§ About this exercise
Transcribe the data below verbatim from the line with "routes::router(state)" to the line with "server down gracefully.". Include both of those lines.

.....

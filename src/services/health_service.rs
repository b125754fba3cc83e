use tracing::warn;

use crate::{dto::health::HealthResponse, state::SharedState};

/// Respond with a static health payload while logging connectivity issues.
pub async fn health_status(state: &SharedState) -> HealthResponse {
    match state.require_mongo().await {
        Ok(mongo) => {
            if let Err(err) = mongo.ping().await {
                warn!(error = %err, "storage health check failed");
            }
        }
        Err(_) => warn!("storage unavailable (degraded mode)"),
    }

    if state.is_degraded().await {
        HealthResponse::degraded()
    } else {
        HealthResponse::ok()
    }
}
//! The picks surface: the round view and pick writes.

use axum::{
    Json, Router,
    extract::{Path, State},
    routing::{get, put},
};
use axum_valid::Valid;

use crate::{
    auth::{AuthUser, OptionalUser},
    dto::picks::{PickAck, PicksViewResponse, QuestionIdPath, SubmitPickRequest},
    error::AppError,
    services::picks_service,
    state::SharedState,
};

/// Public and player-facing pick endpoints.
pub fn router() -> Router<SharedState> {
    Router::new()
        .route("/api/rounds/current/picks", get(current_picks))
        .route(
            "/api/picks/{question_id}",
            put(put_pick).delete(delete_pick),
        )
}

/// Retrieve the picks view for the published round. Works without a bearer
/// token; an authenticated caller additionally sees their own picks and
/// streak.
#[utoipa::path(
    get,
    path = "/api/rounds/current/picks",
    tag = "picks",
    responses(
        (status = 200, description = "Picks view for the published round", body = PicksViewResponse),
        (status = 404, description = "No published round"),
    )
)]
pub async fn current_picks(
    State(state): State<SharedState>,
    OptionalUser(user): OptionalUser,
) -> Result<Json<PicksViewResponse>, AppError> {
    let view = picks_service::current_view(&state, user.as_deref()).await?;
    Ok(Json(view))
}

/// Record or replace the caller's pick for a question.
#[utoipa::path(
    put,
    path = "/api/picks/{question_id}",
    tag = "picks",
    params(("question_id" = String, Path, description = "Canonical question id")),
    request_body = SubmitPickRequest,
    responses(
        (status = 200, description = "Pick recorded", body = PickAck),
        (status = 400, description = "Invalid id, locked question, or foreign round"),
        (status = 401, description = "Missing or invalid bearer token"),
    )
)]
pub async fn put_pick(
    State(state): State<SharedState>,
    AuthUser(user): AuthUser,
    Valid(Path(path)): Valid<Path<QuestionIdPath>>,
    Json(payload): Json<SubmitPickRequest>,
) -> Result<Json<PickAck>, AppError> {
    let ack = picks_service::put_pick(&state, &user, &path.question_id, payload).await?;
    Ok(Json(ack))
}

/// Clear the caller's active pick for a question.
#[utoipa::path(
    delete,
    path = "/api/picks/{question_id}",
    tag = "picks",
    params(("question_id" = String, Path, description = "Canonical question id")),
    responses(
        (status = 200, description = "Pick cleared", body = PickAck),
        (status = 401, description = "Missing or invalid bearer token"),
        (status = 404, description = "No active pick for this question"),
    )
)]
pub async fn delete_pick(
    State(state): State<SharedState>,
    AuthUser(user): AuthUser,
    Valid(Path(path)): Valid<Path<QuestionIdPath>>,
) -> Result<Json<PickAck>, AppError> {
    let ack = picks_service::clear_pick(&state, &user, &path.question_id).await?;
    Ok(Json(ack))
}
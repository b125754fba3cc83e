use time::{OffsetDateTime, format_description::well_known::Rfc3339};

/// Admin round-management and maintenance shapes.
pub mod admin;
/// Free-kick request/response shapes.
pub mod bonus;
/// Health probe response.
pub mod health;
/// Leaderboard shapes.
pub mod leaderboard;
/// Picks view and submission shapes.
pub mod picks;
/// Custom validators shared by DTOs.
pub mod validation;

/// Format an epoch-milliseconds timestamp as Rfc3339 for display fields.
pub(crate) fn format_millis(ms: i64) -> String {
    OffsetDateTime::from_unix_timestamp_nanos(i128::from(ms) * 1_000_000)
        .ok()
        .and_then(|ts| ts.format(&Rfc3339).ok())
        .unwrap_or_else(|| "invalid-timestamp".into())
}
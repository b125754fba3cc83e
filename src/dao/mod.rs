/// Per-season bonus-action marker repository.
pub mod bonus;
/// Database model definitions.
pub mod models;
/// MongoDB connection management and indexes.
pub mod mongodb;
/// Pick storage and chunked retrieval.
pub mod picks;
/// Round and season-configuration repository.
pub mod rounds;
/// Question-status records and the key-repair batch.
pub mod statuses;
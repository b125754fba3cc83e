//! Print the OpenAPI document to stdout, for committing alongside clients.

use streakr_back::services::documentation::ApiDoc;
use utoipa::OpenApi;

fn main() {
    let doc = ApiDoc::openapi();
    println!("{}", doc.to_pretty_json().unwrap());
}
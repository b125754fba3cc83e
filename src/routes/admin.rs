//! Admin endpoints: round management, settlement, and maintenance jobs.
//!
//! Protected by a shared token in the `X-Admin-Token` header. When no
//! token is configured the whole subtree rejects.

use axum::{
    Json, Router,
    body::Body,
    extract::{Path, State},
    http::Request,
    middleware::{self, Next},
    response::Response,
    routing::{get, post},
};
use axum_valid::Valid;

use crate::{
    dto::{
        admin::{
            ActionResponse, LockStartedReport, RepairReport, RoundSummary, SettleQuestionRequest,
            UpsertRoundRequest,
        },
        picks::QuestionIdPath,
    },
    error::AppError,
    services::{round_service, settlement_service},
    state::SharedState,
};

const ADMIN_TOKEN_HEADER: &str = "x-admin-token";

/// Admin-only management endpoints.
pub fn router(state: SharedState) -> Router<SharedState> {
    Router::new()
        .route("/admin/rounds", get(list_rounds).put(upsert_round))
        .route("/admin/rounds/{number}/publish", post(publish_round))
        .route("/admin/rounds/{number}/lock-started", post(lock_started))
        .route("/admin/rounds/{number}/repair-keys", post(repair_keys))
        .route("/admin/questions/{question_id}/settle", post(settle_question))
        .route_layer(middleware::from_fn_with_state(state, require_admin_token))
}

/// List every round of the season.
#[utoipa::path(
    get,
    path = "/admin/rounds",
    tag = "admin",
    params(("X-Admin-Token" = String, Header, description = "Shared admin token")),
    responses((status = 200, description = "Rounds of the season", body = [RoundSummary]))
)]
pub async fn list_rounds(
    State(state): State<SharedState>,
) -> Result<Json<Vec<RoundSummary>>, AppError> {
    Ok(Json(round_service::list_rounds(&state).await?))
}

/// Create or replace a round definition.
#[utoipa::path(
    put,
    path = "/admin/rounds",
    tag = "admin",
    params(("X-Admin-Token" = String, Header, description = "Shared admin token")),
    request_body = UpsertRoundRequest,
    responses((status = 200, description = "Round stored", body = RoundSummary))
)]
pub async fn upsert_round(
    State(state): State<SharedState>,
    Valid(Json(payload)): Valid<Json<UpsertRoundRequest>>,
) -> Result<Json<RoundSummary>, AppError> {
    Ok(Json(round_service::upsert_round(&state, payload).await?))
}

/// Publish a round as the season's current round.
#[utoipa::path(
    post,
    path = "/admin/rounds/{number}/publish",
    tag = "admin",
    params(("X-Admin-Token" = String, Header, description = "Shared admin token"),
    ("number" = u32, Path, description = "Round number to publish")),
    responses(
        (status = 200, description = "Round published", body = ActionResponse),
        (status = 404, description = "Round does not exist"),
    )
)]
pub async fn publish_round(
    State(state): State<SharedState>,
    Path(number): Path<u32>,
) -> Result<Json<ActionResponse>, AppError> {
    round_service::publish_round(&state, number).await?;
    Ok(Json(ActionResponse {
        message: format!("round {number} published"),
    }))
}

/// Flip every open question of an already-started game to pending.
#[utoipa::path(
    post,
    path = "/admin/rounds/{number}/lock-started",
    tag = "admin",
    params(("X-Admin-Token" = String, Header, description = "Shared admin token"),
    ("number" = u32, Path, description = "Round number to lock")),
    responses(
        (status = 200, description = "Batch complete", body = LockStartedReport),
        (status = 404, description = "Round does not exist"),
    )
)]
pub async fn lock_started(
    State(state): State<SharedState>,
    Path(number): Path<u32>,
) -> Result<Json<LockStartedReport>, AppError> {
    Ok(Json(settlement_service::lock_started(&state, number).await?))
}

/// Rewrite malformed or legacy status-record ids onto the canonical scheme.
#[utoipa::path(
    post,
    path = "/admin/rounds/{number}/repair-keys",
    tag = "admin",
    params(("X-Admin-Token" = String, Header, description = "Shared admin token"),
    ("number" = u32, Path, description = "Round number to repair")),
    responses(
        (status = 200, description = "Repair complete", body = RepairReport),
        (status = 404, description = "Round does not exist"),
    )
)]
pub async fn repair_keys(
    State(state): State<SharedState>,
    Path(number): Path<u32>,
) -> Result<Json<RepairReport>, AppError> {
    Ok(Json(settlement_service::repair_keys(&state, number).await?))
}

/// Lock or settle one question.
#[utoipa::path(
    post,
    path = "/admin/questions/{question_id}/settle",
    tag = "admin",
    params(("X-Admin-Token" = String, Header, description = "Shared admin token"),
    ("question_id" = String, Path, description = "Canonical question id")),
    request_body = SettleQuestionRequest,
    responses(
        (status = 200, description = "Status recorded", body = ActionResponse),
        (status = 400, description = "Invalid id or status/outcome combination"),
    )
)]
pub async fn settle_question(
    State(state): State<SharedState>,
    Valid(Path(path)): Valid<Path<QuestionIdPath>>,
    Json(payload): Json<SettleQuestionRequest>,
) -> Result<Json<ActionResponse>, AppError> {
    settlement_service::settle_question(&state, &path.question_id, payload).await?;
    Ok(Json(ActionResponse {
        message: format!("question {} updated", path.question_id),
    }))
}

async fn require_admin_token(
    State(state): State<SharedState>,
    req: Request<Body>,
    next: Next,
) -> Result<Response, AppError> {
    let provided = req
        .headers()
        .get(ADMIN_TOKEN_HEADER)
        .and_then(|value| value.to_str().ok())
        .ok_or_else(|| {
            AppError::Unauthorized("missing admin token header `X-Admin-Token`".into())
        })?;

    match state.admin_token() {
        Some(expected) if expected == provided => Ok(next.run(req).await),
        Some(_) => Err(AppError::Unauthorized("invalid admin token".into())),
        None => Err(AppError::Unauthorized(
            "admin endpoints disabled: no token configured".into(),
        )),
    }
}
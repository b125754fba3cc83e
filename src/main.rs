//! STREAKr backend binary entrypoint wiring REST and MongoDB layers.

use std::{env, net::SocketAddr, time::Duration};

use anyhow::Context;
use axum::Router;
use tokio::net::TcpListener;
use tokio::sync::watch;
use tokio::time::sleep;
use tower_http::{cors::CorsLayer, trace::TraceLayer};
use tracing::{error, info, warn};
use tracing_subscriber::{layer::SubscriberExt, util::SubscriberInitExt};

mod auth;
mod config;
mod core;
mod dao;
mod dto;
mod error;
mod routes;
mod services;
mod state;

use auth::TokenConfig;
use config::AppConfig;
use dao::mongodb::{connect, ensure_indexes};
use state::{AppState, SharedState};

#[tokio::main]
async fn main() -> anyhow::Result<()> {
    init_tracing();

    let mongo_uri = env::var("MONGO_URI").unwrap_or_else(|_| "mongodb://localhost:27017".into());
    let mongo_db = env::var("MONGO_DB").ok();
    let admin_token = env::var("ADMIN_TOKEN").ok();
    if admin_token.is_none() {
        warn!("ADMIN_TOKEN not set; admin endpoints will reject every request");
    }

    let app_state = AppState::new(AppConfig::load(), TokenConfig::from_env(), admin_token);

    tokio::spawn(run_mongo_supervisor(app_state.clone(), mongo_uri, mongo_db));
    tokio::spawn(log_degraded_transitions(app_state.degraded_watcher()));
    // Build the HTTP router once the shared state is ready.
    let app = build_router(app_state);

    let port = env::var("PORT")
        .or_else(|_| env::var("SERVER_PORT"))
        .ok()
        .and_then(|value| value.parse::<u16>().ok())
        .unwrap_or(8080);

    let addr = SocketAddr::from(([0, 0, 0, 0], port));
    info!(%addr, "starting server");

    let listener = TcpListener::bind(addr).await.context("binding server")?;
    let service = app.into_make_service();
    axum::serve(listener, service)
        .with_graceful_shutdown(shutdown_signal())
        .await
        .context("serving axum")?;

    Ok(())
}

/// Supervises the MongoDB connection by retrying in the background and toggling
/// degraded mode when connectivity changes.
async fn run_mongo_supervisor(state: SharedState, uri: String, db_name: Option<String>) {
    let initial_delay_ms = 1000;
    let mut delay = Duration::from_millis(initial_delay_ms);
    let max_delay = Duration::from_secs(10);

    loop {
        if let Some(manager) = state.mongo().await {
            match manager.ping().await {
                Ok(_) => {
                    // Healthy connection: reset the retry backoff and avoid
                    // hammering the database with pings.
                    delay = Duration::from_millis(initial_delay_ms);
                    sleep(Duration::from_secs(5)).await;
                }
                Err(err) => {
                    // Existing connection failed: drop it, flip to degraded
                    // mode, and retry with exponential backoff.
                    warn!(error = %err, "MongoDB ping failed; entering degraded mode");
                    state.clear_mongo().await;
                    sleep(delay).await;
                    delay = (delay * 2).min(max_delay);
                }
            }
            continue;
        }

        match connect(&uri, db_name.as_deref()).await {
            Ok(manager) => match ensure_indexes(&manager.database().await).await {
                Ok(()) => {
                    // Fresh connection and indexes ready: install it and leave
                    // degraded mode.
                    info!("connected to MongoDB; leaving degraded mode");
                    state.install_mongo(manager).await;
                    delay = Duration::from_millis(initial_delay_ms);
                }
                Err(err) => {
                    // Connection succeeded but index creation failed: retry
                    // after backing off.
                    error!(%err, "failed to ensure MongoDB indexes; retrying");
                    sleep(delay).await;
                    delay = (delay * 2).min(max_delay);
                }
            },
            Err(err) => {
                // Could not reach MongoDB at all: wait and retry with
                // exponential backoff.
                warn!(error = %err, "MongoDB connection attempt failed");
                sleep(delay).await;
                delay = (delay * 2).min(max_delay);
            }
        }
    }
}

/// Log degraded-mode transitions so operators can correlate request
/// failures with storage connectivity.
async fn log_degraded_transitions(mut watcher: watch::Receiver<bool>) {
    while watcher.changed().await.is_ok() {
        if *watcher.borrow() {
            warn!("storage lost; serving in degraded mode");
        } else {
            info!("storage restored; leaving degraded mode");
        }
    }
}

/// Build the top-level router and attach cross-cutting middleware layers.
fn build_router(state: state::SharedState) -> Router<()> {
    routes::router(state)
        .layer(CorsLayer::permissive())
        .layer(TraceLayer::new_for_http())
}

/// Configure tracing subscribers so logs include spans by default.
fn init_tracing() {
    let env_filter = tracing_subscriber::EnvFilter::try_from_default_env()
        .unwrap_or_else(|_| "info,tower_http=debug".into());
    tracing_subscriber::registry()
        .with(env_filter)
        .with(tracing_subscriber::fmt::layer())
        .init();
}

/// Wait for Ctrl+C or SIGTERM and shut the server down gracefully.
async fn shutdown_signal() {
    #[cfg(unix)]
    {
        use tokio::signal::unix::{SignalKind, signal};

        let mut term = signal(SignalKind::terminate()).expect("install SIGTERM handler");
        tokio::select! {
            _ = tokio::signal::ctrl_c() => {},
            _ = term.recv() => {},
        }
    }

    #[cfg(not(unix))]
    {
        let _ = tokio::signal::ctrl_c().await;
    }
}
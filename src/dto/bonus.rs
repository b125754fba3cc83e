//! Free-kick (bonus action) request/response shapes.

use serde::{Deserialize, Serialize};
use utoipa::ToSchema;
use validator::{Validate, ValidationErrors};

use crate::dto::{format_millis, validation::validate_game_id};

/// Payload to claim the one-per-season free kick for a match.
#[derive(Debug, Deserialize, ToSchema)]
pub struct FreeKickRequest {
    /// Target game id (`{roundCode}-G{n}`).
    pub game_id: String,
}

impl Validate for FreeKickRequest {
    fn validate(&self) -> Result<(), ValidationErrors> {
        let mut errors = ValidationErrors::new();
        if let Err(e) = validate_game_id(&self.game_id) {
            errors.add("game_id", e);
        }
        if errors.is_empty() { Ok(()) } else { Err(errors) }
    }
}

/// Confirmation of a successful claim.
#[derive(Debug, Serialize, ToSchema)]
pub struct FreeKickResponse {
    /// Game the claim targeted.
    pub game_id: String,
    /// Claim timestamp, Rfc3339.
    pub claimed_at: String,
}

impl FreeKickResponse {
    /// Build a confirmation from the claim details.
    pub fn new(game_id: String, claimed_at_ms: i64) -> Self {
        Self {
            game_id,
            claimed_at: format_millis(claimed_at_ms),
        }
    }
}
//! Shared application state.

use std::sync::Arc;

use tokio::sync::{RwLock, watch};

use crate::{
    auth::TokenConfig, config::AppConfig, dao::mongodb::MongoManager, error::ServiceError,
};

/// Cheaply cloneable handle to the application state.
pub type SharedState = Arc<AppState>;

/// Central application state: configuration, token verification, and the
/// storage handle. The server starts in degraded mode until a storage
/// backend is installed by the supervisor.
pub struct AppState {
    config: AppConfig,
    tokens: TokenConfig,
    admin_token: Option<String>,
    mongo: RwLock<Option<MongoManager>>,
    degraded: watch::Sender<bool>,
}

impl AppState {
    /// Construct a new [`AppState`] wrapped in an [`Arc`] so it can be
    /// cloned cheaply.
    pub fn new(
        config: AppConfig,
        tokens: TokenConfig,
        admin_token: Option<String>,
    ) -> SharedState {
        let (degraded_tx, _rx) = watch::channel(true);
        Arc::new(Self {
            config,
            tokens,
            admin_token,
            mongo: RwLock::new(None),
            degraded: degraded_tx,
        })
    }

    /// Immutable runtime configuration.
    pub fn config(&self) -> &AppConfig {
        &self.config
    }

    /// Bearer-token verification configuration.
    pub fn tokens(&self) -> &TokenConfig {
        &self.tokens
    }

    /// Shared admin token, when admin endpoints are enabled.
    pub fn admin_token(&self) -> Option<&str> {
        self.admin_token.as_deref()
    }

    /// Obtain a handle to the current storage backend, if one is installed.
    pub async fn mongo(&self) -> Option<MongoManager> {
        let guard = self.mongo.read().await;
        guard.clone()
    }

    /// Obtain the storage backend or fail with the degraded-mode error.
    pub async fn require_mongo(&self) -> Result<MongoManager, ServiceError> {
        self.mongo().await.ok_or(ServiceError::Degraded)
    }

    /// Install a connected storage backend and leave degraded mode.
    pub async fn install_mongo(&self, manager: MongoManager) {
        {
            let mut guard = self.mongo.write().await;
            *guard = Some(manager);
        }
        self.update_degraded(false).await;
    }

    /// Drop the storage backend and enter degraded mode.
    pub async fn clear_mongo(&self) {
        {
            let mut guard = self.mongo.write().await;
            guard.take();
        }
        self.update_degraded(true).await;
    }

    /// Current degraded flag.
    pub async fn is_degraded(&self) -> bool {
        let guard = self.mongo.read().await;
        guard.is_none()
    }

    /// Subscribe to degraded mode updates.
    pub fn degraded_watcher(&self) -> watch::Receiver<bool> {
        self.degraded.subscribe()
    }

    /// Update and broadcast the degraded flag when the value changes.
    async fn update_degraded(&self, value: bool) {
        if self.is_degraded().await == value {
            return;
        }

        let _ = self.degraded.send(value);
    }
}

.....

§ Solution for this task
    routes::router(state)
        .layer(CorsLayer::permissive())
        .layer(TraceLayer::new_for_http())
}

/// Configure tracing subscribers so logs include spans by default.
fn init_tracing() {
    let env_filter = tracing_subscriber::EnvFilter::try_from_default_env()
        .unwrap_or_else(|_| "info,tower_http=debug".into());
    tracing_subscriber::registry()
        .with(env_filter)
        .with(tracing_subscriber::fmt::layer())
        .init();
}

/// Wait for Ctrl+C or SIGTERM and shut the server down gracefully.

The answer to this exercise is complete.